-- DATASET CONTENT follows --

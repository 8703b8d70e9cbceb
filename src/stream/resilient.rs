use std::future::Future;
use std::time::Duration;

use crate::error::{CoordinatorError, Result};
use crate::scheduler::retry::RetryContext;

/// Retries a store write when another writer modified the row first.
///
/// Only [`ConcurrencyConflict`](CoordinatorError::ConcurrencyConflict) is
/// retried; any other error is returned as is. One success is enough, so this
/// fits writes where racing callers all want the same effect (e.g. several
/// readers requesting a stream refresh at once).
#[derive(Debug, Clone)]
pub struct ResilientRetryExecutor {
    max_retries: u32,
    wait_before_retry: Duration,
}

impl ResilientRetryExecutor {
    pub fn new(max_retries: u32) -> Self {
        Self {
            max_retries,
            wait_before_retry: Duration::ZERO,
        }
    }

    pub fn with_wait_before_retry(mut self, wait: Duration) -> Self {
        self.wait_before_retry = wait;
        self
    }

    pub fn max_retries(&self) -> u32 {
        self.max_retries
    }

    /// Run `operation` up to `1 + max_retries` times.
    ///
    /// `target` names the affected entity in logs and in the final error.
    pub async fn execute<T, F, Fut>(&self, target: &str, mut operation: F) -> Result<T>
    where
        F: FnMut() -> Fut,
        Fut: Future<Output = Result<T>>,
    {
        let mut retry = RetryContext::new(self.max_retries + 1);
        if !self.wait_before_retry.is_zero() {
            retry.set_retry_time_to_wait(self.wait_before_retry);
        }

        loop {
            match operation().await {
                Ok(value) => {
                    retry.execution_done();
                    return Ok(value);
                }
                Err(e) if e.is_conflict() => {
                    retry.execution_failed().await;
                    if !retry.is_retry_possible() {
                        tracing::warn!(
                            target_name = target,
                            attempts = retry.execution_failed_count(),
                            error = %e,
                            "Giving up after repeated concurrent modifications"
                        );
                        return Err(CoordinatorError::RetriesExhausted {
                            target: target.to_string(),
                            attempts: retry.execution_failed_count(),
                            last_error: e.to_string(),
                        });
                    }
                    tracing::debug!(
                        target_name = target,
                        attempt = retry.execution_failed_count(),
                        "Concurrent modification, retrying"
                    );
                }
                Err(e) => return Err(e),
            }
        }
    }
}
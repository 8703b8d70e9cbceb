use std::time::Duration;

use thiserror::Error;
use uuid::Uuid;

#[derive(Error, Debug)]
pub enum CoordinatorError {
    #[error("Job not found: {0}")]
    JobNotFound(Uuid),

    #[error("Invalid state for job {job_id}: {reason}")]
    InvalidState { job_id: Uuid, reason: String },

    #[error("Concurrent modification of job {job_id}: expected version {expected}, found {actual}")]
    ConcurrencyConflict {
        job_id: Uuid,
        expected: u64,
        actual: u64,
    },

    #[error("Job {job_id} could not be launched: {reason}")]
    FatalLaunchFailure { job_id: Uuid, reason: String },

    #[error("Timeout! Even after {checks} checks ({elapsed:?}) there was no stream update for job {job_id}")]
    Timeout {
        job_id: Uuid,
        checks: u32,
        elapsed: Duration,
    },

    #[error("{target} failed after {attempts} attempts: {last_error}")]
    RetriesExhausted {
        target: String,
        attempts: u32,
        last_error: String,
    },

    #[error("Instance is shutting down")]
    ShuttingDown,

    #[error("Store error: {0}")]
    Store(String),

    #[error("Internal error: {0}")]
    Internal(String),
}

impl CoordinatorError {
    pub fn invalid_state(job_id: Uuid, reason: impl Into<String>) -> Self {
        Self::InvalidState {
            job_id,
            reason: reason.into(),
        }
    }

    /// Whether the error is an optimistic-lock conflict that a retry may resolve.
    pub fn is_conflict(&self) -> bool {
        matches!(self, Self::ConcurrencyConflict { .. })
    }
}

pub type Result<T> = std::result::Result<T, CoordinatorError>;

-- DATASET CONTENT concluded --

EXERCISE INSTRUCTIONS:
Each line in the records that carries "RetryContext" must be copied out.

RESPONSE BOX:
use crate::scheduler::retry::RetryContext;
        let mut retry = RetryContext::new(self.max_retries + 1);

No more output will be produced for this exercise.